//! `sitenav show` command implementation.

use clap::Args;

use super::{SourceArgs, resolve_site};
use crate::error::CliError;
use crate::output::Output;

/// Arguments for the show command.
#[derive(Args)]
pub(crate) struct ShowArgs {
    /// Route path to look up (e.g. /hashing/algorithms/md5).
    path: String,

    #[command(flatten)]
    source: SourceArgs,
}

impl ShowArgs {
    pub(crate) fn execute(self) -> Result<(), CliError> {
        let output = Output::new();
        let config = self.source.load_config(None)?;
        let resolution = resolve_site(&config, &output)?;
        let model = &resolution.model;

        let route = model
            .route(&self.path)
            .ok_or_else(|| CliError::NotFound(format!("Route not found: {}", self.path)))?;

        output.data(&format!("path:       {}", route.path))?;
        output.data(&format!("label:      {}", route.label))?;
        output.data(&format!("breadcrumb: {}", route.breadcrumb.join(" > ")))?;
        output.data(&format!("section:    {}", route.section))?;

        let neighbors = model.neighbors(&route.path);
        if let Some(prev) = neighbors.prev {
            output.data(&format!("previous:   {} ({})", prev.label, prev.path))?;
        }
        if let Some(next) = neighbors.next {
            output.data(&format!("next:       {} ({})", next.label, next.path))?;
        }
        if let Some(edit) = model.edit_link(&route.path) {
            output.data(&format!("edit:       {edit}"))?;
        }

        Ok(())
    }
}
//! Expansion of path values from `sitenav.toml` and the command line.

use std::path::{Path, PathBuf};

use crate::ConfigError;

/// Expand environment variables and a leading `~` in a path value.
///
/// `${VAR}` must be set, `${VAR:-default}` falls back to `default`. A bare
/// `$NAME` is left alone so paths containing a literal `$` survive. `~` and
/// `~/...` become the home directory.
pub(crate) fn expand_path(value: &str, field: &str) -> Result<PathBuf, ConfigError> {
    let with_vars = if value.contains("${") {
        shellexpand::env_with_context(value, |var| lookup(var, field))?
    } else {
        value.into()
    };
    Ok(PathBuf::from(shellexpand::tilde(&with_vars).as_ref()))
}

/// Expand a path given as a `PathBuf`, keeping non-UTF-8 paths unchanged.
pub(crate) fn expand_path_buf(path: &Path, field: &str) -> Result<PathBuf, ConfigError> {
    match path.to_str() {
        Some(value) => expand_path(value, field),
        None => Ok(path.to_path_buf()),
    }
}

fn lookup(var: &str, field: &str) -> Result<Option<String>, ConfigError> {
    match std::env::var(var) {
        Ok(value) => Ok(Some(value)),
        Err(_) => Err(ConfigError::EnvVar {
            field: field.to_owned(),
            message: format!("${{{var}}} not set"),
        }),
    }
}

impl From<shellexpand::LookupError<ConfigError>> for ConfigError {
    fn from(err: shellexpand::LookupError<ConfigError>) -> Self {
        err.cause
    }
}
//! Site description input types.
//!
//! These types mirror the declarative site configuration as authors write it.
//! They are deliberately loose: every field that hand-edited configuration gets
//! wrong in practice (missing labels, `collapsed: "True"`, empty groups) is
//! accepted here and checked by the [`resolve`](crate::resolve) step, which
//! can then report the offending node with its breadcrumb.
//!
//! Field names follow the camelCase configuration style. Alternative spellings
//! are accepted as aliases (`label` for `text`, `target` for `link`,
//! `children` for `items`, `navItems` for `nav`, and so on). Theme settings may
//! sit at the top level or under `themeConfig`.
//!
//! Keys that match no field are kept in `extra` maps so resolution can warn
//! about them instead of dropping a typo such as `sidbar` silently.

use std::collections::BTreeMap;
use std::fmt;

use serde::de::{MapAccess, SeqAccess, Visitor};
use serde::ser::SerializeMap;
use serde::{Deserialize, Deserializer, Serialize, Serializer};

/// Root site description document.
#[derive(Clone, Debug, Default, PartialEq, Serialize, Deserialize)]
#[serde(rename_all = "camelCase")]
pub struct SiteDescription {
    /// Site title.
    #[serde(default)]
    pub title: String,

    /// Site description used for metadata.
    #[serde(default)]
    pub description: String,

    /// Extra `<head>` tags.
    #[serde(default, skip_serializing_if = "Vec::is_empty")]
    pub head: Vec<HeadTag>,

    /// Named sidebar groups placed with `include`.
    #[serde(default, skip_serializing_if = "BTreeMap::is_empty")]
    pub groups: BTreeMap<String, SidebarItem>,

    /// Theme settings written at the top level of the document.
    #[serde(flatten)]
    pub theme: ThemeConfig,

    /// Theme settings nested under `themeConfig`, the way the site generator
    /// config is written. Merged with [`SiteDescription::theme`] during
    /// resolution; a field may be set in only one of the two places.
    #[serde(default, skip_serializing_if = "Option::is_none")]
    pub theme_config: Option<ThemeConfig>,
}

/// Navigation, sidebar and presentation settings.
#[derive(Clone, Debug, Default, PartialEq, Serialize, Deserialize)]
#[serde(rename_all = "camelCase")]
pub struct ThemeConfig {
    /// Top navigation entries in display order.
    #[serde(default, alias = "navItems", skip_serializing_if = "Vec::is_empty")]
    pub nav: Vec<NavEntry>,

    /// Sidebars keyed by route prefix, in declaration order.
    #[serde(
        default,
        alias = "sidebarSections",
        skip_serializing_if = "SidebarSections::is_empty"
    )]
    pub sidebar: SidebarSections,

    /// Social/footer links.
    #[serde(default, skip_serializing_if = "Vec::is_empty")]
    pub social_links: Vec<SocialLink>,

    /// Site logo.
    #[serde(default, skip_serializing_if = "Option::is_none")]
    pub logo: Option<String>,

    /// Search provider configuration.
    #[serde(default, skip_serializing_if = "Option::is_none")]
    pub search: Option<SearchConfig>,

    /// Footer text.
    #[serde(default, skip_serializing_if = "Option::is_none")]
    pub footer: Option<Footer>,

    /// "Edit this page" link configuration.
    #[serde(default, skip_serializing_if = "Option::is_none")]
    pub edit_link: Option<EditLink>,

    /// Whether pages show a last-updated timestamp. Loosely typed, see
    /// [`SidebarItem::collapsed`].
    #[serde(default, skip_serializing_if = "Option::is_none")]
    pub last_updated: Option<serde_json::Value>,

    /// Keys not defined above, reported as warnings during resolution.
    #[serde(flatten)]
    pub extra: BTreeMap<String, serde_json::Value>,
}

/// Top navigation entry.
#[derive(Clone, Debug, Default, PartialEq, Eq, Serialize, Deserialize)]
pub struct NavEntry {
    /// Display label.
    #[serde(default, alias = "label", skip_serializing_if = "Option::is_none")]
    pub text: Option<String>,
    /// Internal route path or absolute URL.
    #[serde(default, alias = "target", skip_serializing_if = "Option::is_none")]
    pub link: Option<String>,
    /// Unrecognized keys.
    #[serde(flatten)]
    pub extra: BTreeMap<String, serde_json::Value>,
}

impl NavEntry {
    /// Create a navigation entry.
    #[must_use]
    pub fn new(text: impl Into<String>, link: impl Into<String>) -> Self {
        Self {
            text: Some(text.into()),
            link: Some(link.into()),
            extra: BTreeMap::new(),
        }
    }
}

/// Raw sidebar item.
///
/// A single shape covers pages, groups and includes; the resolver classifies
/// each item by which fields are present.
#[derive(Clone, Debug, Default, PartialEq, Serialize, Deserialize)]
#[serde(rename_all = "camelCase")]
pub struct SidebarItem {
    /// Display label.
    #[serde(default, alias = "label", skip_serializing_if = "Option::is_none")]
    pub text: Option<String>,

    /// Route path of the page this item links to.
    #[serde(default, alias = "target", skip_serializing_if = "Option::is_none")]
    pub link: Option<String>,

    /// Whether the group starts collapsed.
    ///
    /// Kept as a raw value because real configuration mixes `true` with
    /// `"True"`. Normalized to a boolean during resolution.
    #[serde(
        default,
        alias = "collapsedByDefault",
        skip_serializing_if = "Option::is_none"
    )]
    pub collapsed: Option<serde_json::Value>,

    /// Child items.
    #[serde(default, alias = "children", skip_serializing_if = "Option::is_none")]
    pub items: Option<Vec<SidebarItem>>,

    /// Name of a group from [`SiteDescription::groups`] to place here.
    #[serde(default, skip_serializing_if = "Option::is_none")]
    pub include: Option<String>,

    /// Unrecognized keys such as a misspelled `colapsed`.
    #[serde(flatten)]
    pub extra: BTreeMap<String, serde_json::Value>,
}

impl SidebarItem {
    /// Create a page item.
    #[must_use]
    pub fn page(text: impl Into<String>, link: impl Into<String>) -> Self {
        Self {
            text: Some(text.into()),
            link: Some(link.into()),
            ..Self::default()
        }
    }

    /// Create a group item.
    #[must_use]
    pub fn group(text: impl Into<String>, items: Vec<SidebarItem>) -> Self {
        Self {
            text: Some(text.into()),
            items: Some(items),
            ..Self::default()
        }
    }

    /// Create an include item referencing a named group.
    #[must_use]
    pub fn include(name: impl Into<String>) -> Self {
        Self {
            include: Some(name.into()),
            ..Self::default()
        }
    }

    /// Set the raw `collapsed` value.
    #[must_use]
    pub fn with_collapsed(mut self, value: impl Into<serde_json::Value>) -> Self {
        self.collapsed = Some(value.into());
        self
    }
}

/// Social link (`{icon, link}`).
#[derive(Clone, Debug, Default, PartialEq, Eq, Serialize, Deserialize)]
pub struct SocialLink {
    /// Platform name, e.g. "github".
    #[serde(default, alias = "platform")]
    pub icon: String,
    /// Link URL.
    #[serde(default, alias = "url")]
    pub link: String,
}

/// `<head>` tag as `[tag, {attr: value}]`.
#[derive(Clone, Debug, PartialEq, Eq, Serialize, Deserialize)]
pub struct HeadTag(pub String, pub BTreeMap<String, String>);

/// Search provider configuration.
#[derive(Clone, Debug, PartialEq, Eq, Serialize, Deserialize)]
pub struct SearchConfig {
    /// Provider name, e.g. "local".
    pub provider: String,
}

/// Footer text.
#[derive(Clone, Debug, Default, PartialEq, Eq, Serialize, Deserialize)]
pub struct Footer {
    #[serde(default, skip_serializing_if = "Option::is_none")]
    pub message: Option<String>,
    #[serde(default, skip_serializing_if = "Option::is_none")]
    pub copyright: Option<String>,
}

/// "Edit this page" link configuration.
#[derive(Clone, Debug, PartialEq, Eq, Serialize, Deserialize)]
pub struct EditLink {
    /// URL pattern containing the `:path` placeholder.
    pub pattern: String,
    /// Link text.
    #[serde(default, skip_serializing_if = "Option::is_none")]
    pub text: Option<String>,
}

/// Sidebars keyed by route prefix.
///
/// Deserializes from a mapping (keeping declaration order, which drives menu
/// order) or from a bare sequence, which becomes a single section keyed `/`.
#[derive(Clone, Debug, Default, PartialEq)]
pub struct SidebarSections(Vec<(String, Vec<SidebarItem>)>);

impl SidebarSections {
    /// Create sections from `(prefix, items)` pairs in order.
    #[must_use]
    pub fn new(sections: Vec<(String, Vec<SidebarItem>)>) -> Self {
        Self(sections)
    }

    /// Append a section.
    pub fn push(&mut self, prefix: impl Into<String>, items: Vec<SidebarItem>) {
        self.0.push((prefix.into(), items));
    }

    /// Iterate sections in declaration order.
    pub fn iter(&self) -> impl Iterator<Item = (&str, &[SidebarItem])> {
        self.0
            .iter()
            .map(|(prefix, items)| (prefix.as_str(), items.as_slice()))
    }

    #[must_use]
    pub fn len(&self) -> usize {
        self.0.len()
    }

    #[must_use]
    pub fn is_empty(&self) -> bool {
        self.0.is_empty()
    }
}

impl Serialize for SidebarSections {
    fn serialize<S: Serializer>(&self, serializer: S) -> Result<S::Ok, S::Error> {
        let mut map = serializer.serialize_map(Some(self.0.len()))?;
        for (prefix, items) in &self.0 {
            map.serialize_entry(prefix, items)?;
        }
        map.end()
    }
}

impl<'de> Deserialize<'de> for SidebarSections {
    fn deserialize<D: Deserializer<'de>>(deserializer: D) -> Result<Self, D::Error> {
        struct SectionsVisitor;

        impl<'de> Visitor<'de> for SectionsVisitor {
            type Value = SidebarSections;

            fn expecting(&self, f: &mut fmt::Formatter) -> fmt::Result {
                f.write_str("a map of route prefix to sidebar items, or a list of sidebar items")
            }

            fn visit_map<A: MapAccess<'de>>(self, mut access: A) -> Result<Self::Value, A::Error> {
                let mut sections = Vec::with_capacity(access.size_hint().unwrap_or(0));
                while let Some((prefix, items)) = access.next_entry::<String, Vec<SidebarItem>>()? {
                    sections.push((prefix, items));
                }
                Ok(SidebarSections(sections))
            }

            fn visit_seq<A: SeqAccess<'de>>(self, mut access: A) -> Result<Self::Value, A::Error> {
                let mut items = Vec::with_capacity(access.size_hint().unwrap_or(0));
                while let Some(item) = access.next_element::<SidebarItem>()? {
                    items.push(item);
                }
                Ok(SidebarSections(vec![("/".to_owned(), items)]))
            }
        }

        deserializer.deserialize_any(SectionsVisitor)
    }
}

#[cfg(test)]
mod tests {
    use super::*;

    #[test]
    fn test_sidebar_map_preserves_declaration_order() {
        let json = r#"{
            "/zeta/": [{"text": "Z", "link": "/zeta/"}],
            "/alpha/": [{"text": "A", "link": "/alpha/"}],
            "/": [{"text": "Home", "link": "/"}]
        }"#;
        let sections: SidebarSections = serde_json::from_str(json).unwrap();
        let prefixes: Vec<_> = sections.iter().map(|(p, _)| p).collect();
        assert_eq!(prefixes, vec!["/zeta/", "/alpha/", "/"]);
    }

    #[test]
    fn test_sidebar_sequence_becomes_root_section() {
        let json = r#"[{"text": "Intro", "link": "/intro"}]"#;
        let sections: SidebarSections = serde_json::from_str(json).unwrap();
        assert_eq!(sections.len(), 1);
        let (prefix, items) = sections.iter().next().unwrap();
        assert_eq!(prefix, "/");
        assert_eq!(items[0].text.as_deref(), Some("Intro"));
    }

    #[test]
    fn test_aliases_accepted() {
        let json = r#"{
            "title": "T",
            "description": "D",
            "navItems": [{"label": "Home", "target": "/"}],
            "sidebarSections": {"/": [
                {"label": "G", "collapsedByDefault": "True", "children": [
                    {"label": "P", "target": "/p"}
                ]}
            ]},
            "socialLinks": [{"platform": "github", "url": "https://github.com/x"}]
        }"#;
        let desc: SiteDescription = serde_json::from_str(json).unwrap();
        assert_eq!(desc.theme.nav, vec![NavEntry::new("Home", "/")]);
        let (_, items) = desc.theme.sidebar.iter().next().unwrap();
        assert_eq!(items[0].collapsed, Some(serde_json::json!("True")));
        assert_eq!(items[0].items.as_ref().unwrap()[0].link.as_deref(), Some("/p"));
        assert_eq!(desc.theme.social_links[0].icon, "github");
        assert_eq!(desc.theme.social_links[0].link, "https://github.com/x");
        assert!(desc.theme.extra.is_empty());
    }

    #[test]
    fn test_theme_config_nesting() {
        let json = r#"{
            "title": "Cryptography 101",
            "description": "D",
            "themeConfig": {
                "logo": "/logo.png",
                "nav": [{"text": "Home", "link": "/"}],
                "sidebar": {"/": [{"text": "Intro", "link": "/"}]}
            }
        }"#;
        let desc: SiteDescription = serde_json::from_str(json).unwrap();
        assert!(desc.theme.nav.is_empty());
        assert!(desc.theme.extra.is_empty());
        let theme = desc.theme_config.unwrap();
        assert_eq!(theme.logo.as_deref(), Some("/logo.png"));
        assert_eq!(theme.nav.len(), 1);
        assert_eq!(theme.sidebar.len(), 1);
    }

    #[test]
    fn test_unknown_keys_are_kept() {
        let json = r#"{
            "title": "T",
            "sidbar": {"/": []},
            "nav": [{"text": "Home", "link": "/", "icon": "home"}],
            "sidebar": {"/": [{"text": "G", "colapsed": "maybe", "items": [
                {"text": "P", "link": "/p"}
            ]}]}
        }"#;
        let desc: SiteDescription = serde_json::from_str(json).unwrap();
        assert_eq!(desc.theme.extra.keys().collect::<Vec<_>>(), vec!["sidbar"]);
        assert!(desc.theme.nav[0].extra.contains_key("icon"));
        let (_, items) = desc.theme.sidebar.iter().next().unwrap();
        assert_eq!(items[0].extra.get("colapsed"), Some(&serde_json::json!("maybe")));
        assert_eq!(items[0].collapsed, None);
    }

    #[test]
    fn test_head_tag_from_pair() {
        let json = r#"[["meta", {"name": "robots", "content": "index, follow"}]]"#;
        let head: Vec<HeadTag> = serde_json::from_str(json).unwrap();
        assert_eq!(head[0].0, "meta");
        assert_eq!(head[0].1.get("content").map(String::as_str), Some("index, follow"));
    }

    #[test]
    fn test_serialize_sections_as_map() {
        let sections = SidebarSections::new(vec![(
            "/".to_owned(),
            vec![SidebarItem::page("Intro", "/")],
        )]);
        let value = serde_json::to_value(&sections).unwrap();
        assert_eq!(
            value,
            serde_json::json!({"/": [{"text": "Intro", "link": "/"}]})
        );
    }
}
//! Two dimensional framebuffer spread over the channels of a BlinkStick Pro.
//!
//! Every channel drives one panel and owns a contiguous range of columns, in channel order.
//! The grid is as tall as the tallest panel; cells below a shorter panel can be drawn to but
//! are never sent anywhere.
//!
//! ```text
//!   x: 0 ........ 7 | 8 ....... 15
//!      channel R    | channel G
//! ```

mod digits;

use std::ops::Range;

use tracing::trace;

use self::digits::{Stroke, DIGITS};
use crate::{
	protocol::{BYTES_PER_LED, CHANNEL_COUNT},
	remap::remap_rgb,
	Channel,
	ChannelFramebuffer,
	Error,
	Result,
	Rgb,
};

/// Columns and rows of the panel attached to each channel.
#[derive(Debug, Clone, Copy, Default, PartialEq, Eq)]
pub struct MatrixLayout {
	columns: [usize; CHANNEL_COUNT],
	rows:    [usize; CHANNEL_COUNT],
}

impl MatrixLayout {
	pub const fn new() -> Self {
		Self {
			columns: [0; CHANNEL_COUNT],
			rows:    [0; CHANNEL_COUNT],
		}
	}

	pub fn with_channel(mut self, channel: Channel, columns: usize, rows: usize) -> Self {
		self.columns[channel.idx()] = columns;
		self.rows[channel.idx()] = rows;
		self
	}

	pub const fn channel_columns(&self, channel: Channel) -> usize {
		self.columns[channel.idx()]
	}

	pub const fn channel_rows(&self, channel: Channel) -> usize {
		self.rows[channel.idx()]
	}

	/// Number of LEDs wired to `channel`.
	pub const fn led_count(&self, channel: Channel) -> usize {
		self.columns[channel.idx()] * self.rows[channel.idx()]
	}

	pub fn columns(&self) -> usize {
		self.columns.iter().sum()
	}

	pub fn rows(&self) -> usize {
		self.rows.iter().copied().max().unwrap_or(0)
	}

	/// The grid columns owned by `channel`.
	pub fn column_range(&self, channel: Channel) -> Range<usize> {
		let start: usize = self.columns[..channel.idx()].iter().sum();
		start..start + self.columns[channel.idx()]
	}
}

#[derive(Debug, Clone)]
pub struct MatrixFramebuffer {
	layout:   MatrixLayout,
	cols:     usize,
	rows:     usize,
	// row major, wire order
	cells:    Vec<[u8; BYTES_PER_LED]>,
	channels: [ChannelFramebuffer; CHANNEL_COUNT],
}

impl MatrixFramebuffer {
	pub fn new(layout: MatrixLayout) -> Self {
		let cols = layout.columns();
		let rows = layout.rows();

		Self {
			layout,
			cols,
			rows,
			cells: vec![[0; BYTES_PER_LED]; cols * rows],
			channels: Channel::ALL.map(|channel| ChannelFramebuffer::new(layout.led_count(channel))),
		}
	}

	pub fn layout(&self) -> &MatrixLayout {
		&self.layout
	}

	pub fn cols(&self) -> usize {
		self.cols
	}

	pub fn rows(&self) -> usize {
		self.rows
	}

	fn index(&self, x: usize, y: usize) -> Result<usize> {
		if x >= self.cols || y >= self.rows {
			return Err(Error::IndexOutOfRange {
				index: y.saturating_mul(self.cols).saturating_add(x),
				len:   self.cells.len(),
			});
		}
		Ok(y * self.cols + x)
	}

	fn signed_index(&self, (x, y): (i32, i32)) -> Result<usize> {
		match (usize::try_from(x), usize::try_from(y)) {
			(Ok(x), Ok(y)) => self.index(x, y),
			_ => Err(Error::IndexOutOfRange {
				// negative coordinates never address a cell
				index: usize::MAX,
				len:   self.cells.len(),
			}),
		}
	}

	/// Sets the pixel at `x`, `y`, rescaled into `0..=max` when `remap` is `Some(max)`.
	pub fn set(&mut self, x: usize, y: usize, rgb: Rgb, remap: Option<u8>) -> Result<()> {
		let index = self.index(x, y)?;
		let rgb = remap.map_or(rgb, |max| remap_rgb(rgb, max));
		self.cells[index] = rgb.to_grb();
		Ok(())
	}

	pub fn get(&self, x: usize, y: usize) -> Result<Rgb> {
		Ok(Rgb::from_grb(self.cells[self.index(x, y)?]))
	}

	pub fn clear(&mut self) {
		self.cells.fill([0; BYTES_PER_LED]);
	}

	/// Moves every pixel one column to the left.
	///
	/// The leftmost column is dropped when `remove` is set, otherwise it wraps around to
	/// the right edge.
	pub fn shift_left(&mut self, remove: bool) {
		let cols = self.cols;
		if cols == 0 {
			return;
		}
		for row in self.cells.chunks_exact_mut(cols) {
			row.rotate_left(1);
			if remove {
				row[cols - 1] = [0; BYTES_PER_LED];
			}
		}
	}

	/// Moves every pixel one column to the right, see [`shift_left`](Self::shift_left).
	pub fn shift_right(&mut self, remove: bool) {
		let cols = self.cols;
		if cols == 0 {
			return;
		}
		for row in self.cells.chunks_exact_mut(cols) {
			row.rotate_right(1);
			if remove {
				row[0] = [0; BYTES_PER_LED];
			}
		}
	}

	/// Moves every pixel one row up, the top row is dropped or wraps to the bottom.
	pub fn shift_up(&mut self, remove: bool) {
		if self.cells.is_empty() {
			return;
		}
		self.cells.rotate_left(self.cols);
		if remove {
			let last_row = self.cells.len() - self.cols;
			self.cells[last_row..].fill([0; BYTES_PER_LED]);
		}
	}

	/// Moves every pixel one row down, the bottom row is dropped or wraps to the top.
	pub fn shift_down(&mut self, remove: bool) {
		if self.cells.is_empty() {
			return;
		}
		self.cells.rotate_right(self.cols);
		if remove {
			self.cells[..self.cols].fill([0; BYTES_PER_LED]);
		}
	}

	/// Colors every point in `points`, or none of them if any lies outside the grid.
	fn paint(&mut self, points: &[(i32, i32)], rgb: Rgb) -> Result<()> {
		let indices = points
			.iter()
			.map(|&point| self.signed_index(point))
			.collect::<Result<Vec<_>>>()?;

		let grb = rgb.to_grb();
		for index in indices {
			self.cells[index] = grb;
		}
		Ok(())
	}

	/// Draws a line from `x1`, `y1` to `x2`, `y2` and returns the pixels it touched, in order
	/// from the first point to the second.
	///
	/// Colors are stored as given, the controller rescales them.
	pub fn line(&mut self, x1: i32, y1: i32, x2: i32, y2: i32, rgb: Rgb) -> Result<Vec<(i32, i32)>> {
		// every point lies in the box spanned by the endpoints
		self.signed_index((x1, y1))?;
		self.signed_index((x2, y2))?;

		let points = line_points(x1, y1, x2, y2);
		self.paint(&points, rgb)?;
		Ok(points)
	}

	/// Draws the outline of the rectangle with opposite corners `x1`, `y1` and `x2`, `y2`.
	pub fn rectangle(&mut self, x1: i32, y1: i32, x2: i32, y2: i32, rgb: Rgb) -> Result<()> {
		self.signed_index((x1, y1))?;
		self.signed_index((x2, y2))?;
		self.paint(&rectangle_points(x1, y1, x2, y2), rgb)
	}

	/// Draws a 3x5 digit with its top left corner at `x`, `y`.
	pub fn digit(&mut self, x: i32, y: i32, n: u8, rgb: Rgb) -> Result<()> {
		let strokes = DIGITS.get(usize::from(n)).ok_or(Error::InvalidDigit(n))?;
		let at = |dx: i32, dy: i32| match (x.checked_add(dx), y.checked_add(dy)) {
			(Some(x), Some(y)) => Ok((x, y)),
			_ => Err(Error::IndexOutOfRange {
				index: usize::MAX,
				len:   self.cells.len(),
			}),
		};

		let mut points = Vec::with_capacity(digits::GLYPH_WIDTH * digits::GLYPH_HEIGHT);
		for stroke in strokes.iter() {
			match *stroke {
				Stroke::Line(x1, y1, x2, y2) => {
					let ((x1, y1), (x2, y2)) = (at(x1, y1)?, at(x2, y2)?);
					points.extend(line_points(x1, y1, x2, y2));
				}
				Stroke::Rect(x1, y1, x2, y2) => {
					let ((x1, y1), (x2, y2)) = (at(x1, y1)?, at(x2, y2)?);
					points.extend(rectangle_points(x1, y1, x2, y2));
				}
				Stroke::Dot(dx, dy) => points.push(at(dx, dy)?),
			}
		}

		self.paint(&points, rgb)
	}

	/// Copies the part of the grid wired to `channel` into that channel's buffer and returns
	/// it, ready to be sent as a frame.
	pub fn channel_frame(&mut self, channel: Channel) -> &ChannelFramebuffer {
		let columns = self.layout.column_range(channel);
		let rows = self.layout.channel_rows(channel);
		let cols = self.cols;

		trace!(?channel, ?columns, rows, "slicing matrix");

		let cells = &self.cells;
		let pixels = (0..rows).flat_map(move |y| cells[y * cols + columns.start..y * cols + columns.end].iter().copied());

		let buffer = &mut self.channels[channel.idx()];
		buffer.load_grb(pixels);
		buffer
	}
}

/// Bresenham rasterization of the line from `x1`, `y1` to `x2`, `y2`.
///
/// Returns `max(|dx|, |dy|) + 1` points, starting at the first endpoint.
pub fn line_points(x1: i32, y1: i32, x2: i32, y2: i32) -> Vec<(i32, i32)> {
	// wide enough for the distance between any two i32 coordinates
	let (x1, y1, x2, y2) = (i64::from(x1), i64::from(y1), i64::from(x2), i64::from(y2));

	let steep = (y2 - y1).abs() > (x2 - x1).abs();
	let (mut x1, mut y1, mut x2, mut y2) = if steep { (y1, x1, y2, x2) } else { (x1, y1, x2, y2) };

	let reversed = x1 > x2;
	if reversed {
		std::mem::swap(&mut x1, &mut x2);
		std::mem::swap(&mut y1, &mut y2);
	}

	let dx = x2 - x1;
	let dy = (y2 - y1).abs();
	let y_step = if y1 < y2 { 1 } else { -1 };

	let mut error = dx / 2;
	let mut y = y1;
	let mut points = Vec::with_capacity(usize::try_from(dx + 1).unwrap_or(0));

	for x in x1..=x2 {
		// x and y stay between the endpoints, so they fit back into i32
		let (major, minor) = (x as i32, y as i32);
		points.push(if steep { (minor, major) } else { (major, minor) });
		error -= dy;
		if error < 0 {
			y += y_step;
			error += dx;
		}
	}

	if reversed {
		points.reverse();
	}
	points
}

fn rectangle_points(x1: i32, y1: i32, x2: i32, y2: i32) -> Vec<(i32, i32)> {
	[
		line_points(x1, y1, x1, y2),
		line_points(x1, y1, x2, y1),
		line_points(x2, y1, x2, y2),
		line_points(x1, y2, x2, y2),
	]
	.concat()
}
^^^^
## Goal of the exercise
Please write out exactly the lines from the start of the data through the line that contains "up (e.g. /hashing/algorithms/md5).", both ends included, and nothing else.

## Solution to this exercise
//! `sitenav show` command implementation.

use clap::Args;

use super::{SourceArgs, resolve_site};
use crate::error::CliError;
use crate::output::Output;

/// Arguments for the show command.
#[derive(Args)]
pub(crate) struct ShowArgs {
    /// Route path to look up (e.g. /hashing/algorithms/md5).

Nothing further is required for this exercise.